14Au terme de son introduction — qui a également valeur conclusive —, S. Rabau émet des hypothèses pour justifier le recours apparemment paradoxal à Homère comme garant des révolutions littéraires. Il s’agit de constantes que l’on retrouve globalement dans chacun des moments développés. Et en ce sens, il y a une répétition des révolutions homériques où se rejouerait à chaque fois une querelle des Anciens et des Modernes. C’est parce qu’il est le premier des poètes, inventeur de la littérature qu’Homère est convoqué lors des révolutions littéraires, mais aussi parce qu’il est très vite devenu secondaire, repris et réactualisé à chaque époque :

  • Les révolutions littéraires sont vécues non pas tant comme un refus du passé que comme une redéfinition du rapport au passé : les réinterprétations d’Homère correspondent à cette redéfinition du passé et de l’origine.

  • Homère constitue dans l’histoire des idées une figure de la continuité, car il est réadapté à chaque époque.

  • Homère est lui-même un moderne, en tant que figure du commencement absolu, du geste radical d’inauguration.

15Pour Sophie Rabau, Homère est par excellence un miroir de l’expérience temporelle que suppose la modernité, comme alliance d’un ancrage temporel et d’un mouvement perpétuel. Elle fait référence à ce propos aux analyses de Baudelaire, de Benjamin et de Jauss sur la modernité. Celle-ci avec Baudelaire a appris que l’œuvre d’art est l’alliance de l’atemporel et de l’éphémère, et qu’elle consiste à tirer l’éternel du transitoire.

16La figure d’Homère, lorsqu’elle est convoquée pour justifier des ruptures littéraires, subit, on le voit, bien des torsions. Homère, dans toutes les perspectives évoquées par les différentes contributions, joue le rôle de garant et non plus nécessairement de modèle. Il en résulte que le rapport entretenu avec Homère peut être tout à fait ambivalent voire contradictoire. L’hyper-complexité de l’usage d’Homère, victime de retournements successifs, est particulièrement manifeste dans les fictions qui le mettent en scène chez Lucien, Marivaux et Houdar de la Motte. Pour ces derniers il devient même critique... de son propre texte ! En définitive, Homère apparaît comme relevant essentiellement d’un statut fictionnel. Son inexistence n’est certes avérée qu’au XVIIIe siècle, et cette découverte accentue encore le pouvoir symbolique qui résultait de son indétermination. Pourtant, Homère était déjà, au XIXe siècle, une figure symbolique, du fait notamment du jeu de mise en fiction, mais aussi de la pluralité des interprétations.

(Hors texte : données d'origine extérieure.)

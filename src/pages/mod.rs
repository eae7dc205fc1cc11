//! Page objects for the demo flow
//!
//! Each page module supplies the logical keys, declared locator lists,
//! and target descriptions for its elements. Declared lists are ordered
//! most-specific-first; the engine tries them in that order.

pub mod login;
use std::path::PathBuf;

use anyhow::Result;
use clap::{Args, Parser, Subcommand};
use tracing_subscriber::EnvFilter;

use healbrowser_cli::config::AppConfig;
use healbrowser_cli::demo;
use locator_memory::LocatorMemory;

#[derive(Parser)]
#[command(
    name = "healbrowser",
    version,
    about = "Self-healing element resolution for browser automation"
)]
struct Cli {
    #[command(subcommand)]
    command: Commands,

    /// Verbosity level (-v, -vv)
    #[arg(short, long, action = clap::ArgAction::Count, global = true)]
    verbose: u8,
}

#[derive(Subcommand)]
enum Commands {
    /// Run the login-page healing demo against the built-in fixture page
    Demo(DemoArgs),

    /// Inspect or clear the learned-locator store
    Memory(MemoryArgs),
}

#[derive(Args)]
struct DemoArgs {
    /// Override the durable memory store location
    #[arg(long)]
    memory_path: Option<PathBuf>,

    /// Enable the LLM suggestion tier (needs OPENAI_API_KEY)
    #[arg(long)]
    suggestions: bool,
}

#[derive(Args)]
struct MemoryArgs {
    #[command(subcommand)]
    command: MemoryCommand,

    /// Override the durable memory store location
    #[arg(long)]
    memory_path: Option<PathBuf>,
}

#[derive(Subcommand)]
enum MemoryCommand {
    /// List every learned locator
    List,

    /// Delete all learned locators
    Reset,
}

fn init_tracing(verbose: u8) {
    let default_level = match verbose {
        0 => "info",
        1 => "debug",
        _ => "trace",
    };
    let filter =
        EnvFilter::try_from_default_env().unwrap_or_else(|_| EnvFilter::new(default_level));
    tracing_subscriber::fmt().with_env_filter(filter).init();
}

#[tokio::main]
async fn main() -> Result<()> {
    let cli = Cli::parse();
    init_tracing(cli.verbose);

    match cli.command {
        Commands::Demo(args) => {
            let mut config = AppConfig::from_env();
            if let Some(path) = args.memory_path {
                config.memory_path = path;
            }
            if args.suggestions {
                config.suggestions_enabled = true;
            }
            demo::run_demo(&config).await
        }
        Commands::Memory(args) => {
            let mut config = AppConfig::from_env();
            if let Some(path) = args.memory_path {
                config.memory_path = path;
            }
            let memory = LocatorMemory::with_persistence(&config.memory_path);
            match args.command {
                MemoryCommand::List => {
                    let records = memory.snapshot();
                    if records.is_empty() {
                        println!("no learned locators in {}", config.memory_path.display());
                    }
                    for (key, record) in records {
                        println!(
                            "{key}  {}  (last success: {})",
                            record.locator, record.last_success
                        );
                    }
                }
                MemoryCommand::Reset => {
                    memory.reset()?;
                    println!("cleared {}", config.memory_path.display());
                }
            }
            Ok(())
        }
    }
}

17« Révolutions homériques » est la preuve en acte de la permanence de l’extrême importance du recours à la figure d’Homère dans la théorie littéraire. En un sens, cette référence à la figure d’Homère est ce qui permet aux huit auteurs de l’ouvrage de construire une pensée de la révolution dans les lettres. La richesse, la complexité et l’ambivalence de la figure de l’inventeur de la littérature est toujours extrêmement féconde pour toute perspective qui tente d’embrasser l’histoire des idées. Révolutions homériques contribue également à la constitution d’une pluralité de réalités subsumées par le nom d’Homère : la multiplicité des perspectives abordées, qui sont toutes autant de manière de percevoir Homère, œuvre en ce sens.